### WHAT TO DO
Would you please copy each line below that includes the string "await"?

STORED DATA Start Marker

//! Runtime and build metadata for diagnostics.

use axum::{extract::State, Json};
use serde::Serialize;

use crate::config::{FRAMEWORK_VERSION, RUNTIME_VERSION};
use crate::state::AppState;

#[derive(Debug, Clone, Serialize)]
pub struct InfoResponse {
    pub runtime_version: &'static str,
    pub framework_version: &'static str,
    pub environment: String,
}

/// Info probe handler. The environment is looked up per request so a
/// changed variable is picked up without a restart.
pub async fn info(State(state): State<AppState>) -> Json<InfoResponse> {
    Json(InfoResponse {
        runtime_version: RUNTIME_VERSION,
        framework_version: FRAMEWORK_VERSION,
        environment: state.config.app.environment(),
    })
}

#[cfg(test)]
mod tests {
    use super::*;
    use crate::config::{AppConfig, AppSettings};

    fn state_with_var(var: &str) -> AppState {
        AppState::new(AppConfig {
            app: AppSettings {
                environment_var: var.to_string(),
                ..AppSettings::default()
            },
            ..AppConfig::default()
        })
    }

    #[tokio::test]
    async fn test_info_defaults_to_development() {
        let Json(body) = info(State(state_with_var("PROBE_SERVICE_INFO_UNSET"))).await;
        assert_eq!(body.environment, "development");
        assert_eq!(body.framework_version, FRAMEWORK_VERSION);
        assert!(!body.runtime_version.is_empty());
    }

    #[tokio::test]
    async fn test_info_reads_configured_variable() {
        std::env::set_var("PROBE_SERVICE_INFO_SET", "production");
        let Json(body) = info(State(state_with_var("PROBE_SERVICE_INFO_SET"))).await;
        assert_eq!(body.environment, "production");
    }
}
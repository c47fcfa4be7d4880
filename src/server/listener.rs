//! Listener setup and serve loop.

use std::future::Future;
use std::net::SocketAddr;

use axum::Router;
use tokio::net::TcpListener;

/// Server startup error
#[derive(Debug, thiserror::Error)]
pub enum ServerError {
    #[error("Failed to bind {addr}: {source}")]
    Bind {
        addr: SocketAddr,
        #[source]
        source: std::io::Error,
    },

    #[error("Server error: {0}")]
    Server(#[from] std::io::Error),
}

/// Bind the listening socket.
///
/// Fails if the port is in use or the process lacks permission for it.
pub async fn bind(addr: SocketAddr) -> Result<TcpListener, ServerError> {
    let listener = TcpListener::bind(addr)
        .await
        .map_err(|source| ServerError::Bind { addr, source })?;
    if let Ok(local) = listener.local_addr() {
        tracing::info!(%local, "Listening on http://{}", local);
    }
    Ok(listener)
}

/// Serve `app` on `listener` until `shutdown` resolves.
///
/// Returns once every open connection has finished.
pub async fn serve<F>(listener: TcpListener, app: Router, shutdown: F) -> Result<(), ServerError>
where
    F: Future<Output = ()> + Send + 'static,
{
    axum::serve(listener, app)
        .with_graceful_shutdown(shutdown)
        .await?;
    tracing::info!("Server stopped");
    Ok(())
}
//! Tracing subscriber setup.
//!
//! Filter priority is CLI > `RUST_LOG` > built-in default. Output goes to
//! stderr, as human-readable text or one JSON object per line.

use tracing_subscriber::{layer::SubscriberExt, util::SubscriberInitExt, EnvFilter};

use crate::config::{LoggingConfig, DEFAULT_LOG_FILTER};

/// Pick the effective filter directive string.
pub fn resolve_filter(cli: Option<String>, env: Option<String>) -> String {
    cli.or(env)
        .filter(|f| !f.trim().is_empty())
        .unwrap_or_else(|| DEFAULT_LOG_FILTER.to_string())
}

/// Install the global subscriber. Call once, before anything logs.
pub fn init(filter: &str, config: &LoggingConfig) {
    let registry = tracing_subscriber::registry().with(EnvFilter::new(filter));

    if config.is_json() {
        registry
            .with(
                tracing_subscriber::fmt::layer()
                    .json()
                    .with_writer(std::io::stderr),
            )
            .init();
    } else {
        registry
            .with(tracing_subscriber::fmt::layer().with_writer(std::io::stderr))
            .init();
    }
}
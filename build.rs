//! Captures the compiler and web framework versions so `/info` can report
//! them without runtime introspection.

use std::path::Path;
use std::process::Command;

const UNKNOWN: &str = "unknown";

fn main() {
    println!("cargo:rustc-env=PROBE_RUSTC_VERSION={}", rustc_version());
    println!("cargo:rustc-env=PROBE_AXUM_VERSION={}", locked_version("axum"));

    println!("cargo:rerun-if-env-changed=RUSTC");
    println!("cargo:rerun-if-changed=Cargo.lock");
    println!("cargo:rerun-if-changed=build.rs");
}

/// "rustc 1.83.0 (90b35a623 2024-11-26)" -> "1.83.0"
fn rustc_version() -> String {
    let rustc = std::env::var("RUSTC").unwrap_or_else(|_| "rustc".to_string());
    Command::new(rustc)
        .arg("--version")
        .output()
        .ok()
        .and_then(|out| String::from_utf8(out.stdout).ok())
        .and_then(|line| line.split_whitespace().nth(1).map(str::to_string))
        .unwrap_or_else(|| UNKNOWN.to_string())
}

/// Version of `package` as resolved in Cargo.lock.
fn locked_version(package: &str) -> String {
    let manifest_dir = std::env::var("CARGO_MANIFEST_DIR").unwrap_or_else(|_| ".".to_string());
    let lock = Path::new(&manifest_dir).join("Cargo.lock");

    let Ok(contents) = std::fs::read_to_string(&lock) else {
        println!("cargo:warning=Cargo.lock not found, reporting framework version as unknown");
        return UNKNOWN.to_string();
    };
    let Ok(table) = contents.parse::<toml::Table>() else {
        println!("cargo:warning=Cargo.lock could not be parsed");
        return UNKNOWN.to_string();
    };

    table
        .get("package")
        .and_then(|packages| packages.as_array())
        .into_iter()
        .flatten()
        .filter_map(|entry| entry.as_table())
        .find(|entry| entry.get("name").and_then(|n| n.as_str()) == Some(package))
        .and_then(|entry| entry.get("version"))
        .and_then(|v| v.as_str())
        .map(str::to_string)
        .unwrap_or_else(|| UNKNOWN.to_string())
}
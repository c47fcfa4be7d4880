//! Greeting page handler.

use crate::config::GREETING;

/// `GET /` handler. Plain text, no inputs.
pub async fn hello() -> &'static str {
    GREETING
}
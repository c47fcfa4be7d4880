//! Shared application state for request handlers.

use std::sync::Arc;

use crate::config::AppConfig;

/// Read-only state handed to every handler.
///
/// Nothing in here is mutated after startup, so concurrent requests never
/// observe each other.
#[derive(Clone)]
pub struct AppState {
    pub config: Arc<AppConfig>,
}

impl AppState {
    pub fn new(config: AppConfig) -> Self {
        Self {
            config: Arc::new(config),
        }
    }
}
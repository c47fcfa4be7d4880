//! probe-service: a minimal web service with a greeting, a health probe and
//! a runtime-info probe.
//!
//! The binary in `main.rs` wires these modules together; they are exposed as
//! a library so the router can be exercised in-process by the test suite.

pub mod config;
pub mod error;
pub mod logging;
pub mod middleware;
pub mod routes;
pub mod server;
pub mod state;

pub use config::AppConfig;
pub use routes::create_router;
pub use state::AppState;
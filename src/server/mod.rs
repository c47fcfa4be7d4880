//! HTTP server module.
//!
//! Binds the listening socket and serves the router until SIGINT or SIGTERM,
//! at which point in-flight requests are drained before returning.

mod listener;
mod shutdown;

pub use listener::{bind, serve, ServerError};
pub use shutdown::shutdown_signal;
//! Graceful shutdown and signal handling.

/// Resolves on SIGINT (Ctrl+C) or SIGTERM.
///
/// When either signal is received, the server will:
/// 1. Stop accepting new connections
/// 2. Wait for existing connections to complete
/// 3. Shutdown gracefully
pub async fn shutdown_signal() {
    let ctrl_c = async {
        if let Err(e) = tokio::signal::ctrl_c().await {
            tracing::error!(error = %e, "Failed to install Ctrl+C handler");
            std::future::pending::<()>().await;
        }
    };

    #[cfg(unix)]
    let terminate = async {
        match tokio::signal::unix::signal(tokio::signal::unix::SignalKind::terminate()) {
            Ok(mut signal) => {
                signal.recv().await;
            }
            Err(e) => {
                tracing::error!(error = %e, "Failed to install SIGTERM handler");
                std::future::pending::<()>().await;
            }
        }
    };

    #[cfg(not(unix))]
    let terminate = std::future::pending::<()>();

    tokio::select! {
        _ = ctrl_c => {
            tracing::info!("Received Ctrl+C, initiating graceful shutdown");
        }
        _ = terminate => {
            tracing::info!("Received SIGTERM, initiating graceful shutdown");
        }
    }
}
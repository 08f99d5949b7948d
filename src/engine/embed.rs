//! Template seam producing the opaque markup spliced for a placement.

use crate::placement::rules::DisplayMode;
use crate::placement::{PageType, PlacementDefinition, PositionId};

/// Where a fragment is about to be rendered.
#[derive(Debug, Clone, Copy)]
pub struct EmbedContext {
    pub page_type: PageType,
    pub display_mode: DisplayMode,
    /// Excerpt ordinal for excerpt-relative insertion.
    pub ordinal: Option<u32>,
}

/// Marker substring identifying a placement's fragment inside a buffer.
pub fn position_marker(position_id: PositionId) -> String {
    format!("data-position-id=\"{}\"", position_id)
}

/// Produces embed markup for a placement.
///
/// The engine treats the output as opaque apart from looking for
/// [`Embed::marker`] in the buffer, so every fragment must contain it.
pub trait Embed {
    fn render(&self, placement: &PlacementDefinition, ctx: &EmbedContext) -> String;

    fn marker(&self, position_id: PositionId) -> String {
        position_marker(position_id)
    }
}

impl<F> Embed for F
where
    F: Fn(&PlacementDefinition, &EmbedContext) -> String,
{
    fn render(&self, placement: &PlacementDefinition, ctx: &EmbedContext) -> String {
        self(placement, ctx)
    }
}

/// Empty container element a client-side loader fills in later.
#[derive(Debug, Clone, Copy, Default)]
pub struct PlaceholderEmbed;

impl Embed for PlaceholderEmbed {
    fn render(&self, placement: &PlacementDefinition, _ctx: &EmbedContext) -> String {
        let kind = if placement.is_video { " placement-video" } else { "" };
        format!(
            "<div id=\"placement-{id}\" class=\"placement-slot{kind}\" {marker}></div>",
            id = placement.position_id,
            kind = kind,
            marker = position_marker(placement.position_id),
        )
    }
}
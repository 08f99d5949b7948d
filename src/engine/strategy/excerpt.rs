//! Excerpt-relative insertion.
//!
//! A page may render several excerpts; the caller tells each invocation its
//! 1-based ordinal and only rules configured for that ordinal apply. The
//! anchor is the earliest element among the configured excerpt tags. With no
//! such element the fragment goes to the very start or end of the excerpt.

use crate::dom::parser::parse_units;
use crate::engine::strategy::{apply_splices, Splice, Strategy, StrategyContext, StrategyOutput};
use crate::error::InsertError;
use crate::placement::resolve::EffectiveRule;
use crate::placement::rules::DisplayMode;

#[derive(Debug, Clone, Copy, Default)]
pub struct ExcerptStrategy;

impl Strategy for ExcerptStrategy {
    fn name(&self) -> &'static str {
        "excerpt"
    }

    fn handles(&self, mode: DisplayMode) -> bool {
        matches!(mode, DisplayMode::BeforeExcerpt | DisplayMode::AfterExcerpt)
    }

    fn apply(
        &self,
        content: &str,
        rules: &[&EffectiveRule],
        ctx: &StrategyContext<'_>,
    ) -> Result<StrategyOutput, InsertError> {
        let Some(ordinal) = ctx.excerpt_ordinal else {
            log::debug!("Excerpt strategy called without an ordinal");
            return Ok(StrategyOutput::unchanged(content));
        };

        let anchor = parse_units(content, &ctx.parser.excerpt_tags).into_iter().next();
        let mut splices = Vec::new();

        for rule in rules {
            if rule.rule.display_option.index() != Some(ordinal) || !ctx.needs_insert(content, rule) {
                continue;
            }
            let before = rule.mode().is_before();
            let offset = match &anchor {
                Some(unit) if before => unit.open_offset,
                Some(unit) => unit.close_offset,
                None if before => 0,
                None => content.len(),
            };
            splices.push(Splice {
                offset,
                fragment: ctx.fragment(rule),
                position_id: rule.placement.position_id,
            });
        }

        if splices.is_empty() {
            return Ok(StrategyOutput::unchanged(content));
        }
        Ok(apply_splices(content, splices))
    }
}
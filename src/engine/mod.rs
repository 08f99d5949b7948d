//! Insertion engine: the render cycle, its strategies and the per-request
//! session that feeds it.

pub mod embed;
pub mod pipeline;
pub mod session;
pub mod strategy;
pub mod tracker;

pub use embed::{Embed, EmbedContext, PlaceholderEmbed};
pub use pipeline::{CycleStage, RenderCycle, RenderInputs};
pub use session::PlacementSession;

STORED DATA End Marker

### RESPONSE
        let Json(body) = info(State(state_with_var("PROBE_SERVICE_INFO_UNSET"))).await;
        let Json(body) = info(State(state_with_var("PROBE_SERVICE_INFO_SET"))).await;
        .await
        .await?;
        if let Err(e) = tokio::signal::ctrl_c().await {
            std::future::pending::<()>().await;
                signal.recv().await;
                std::future::pending::<()>().await;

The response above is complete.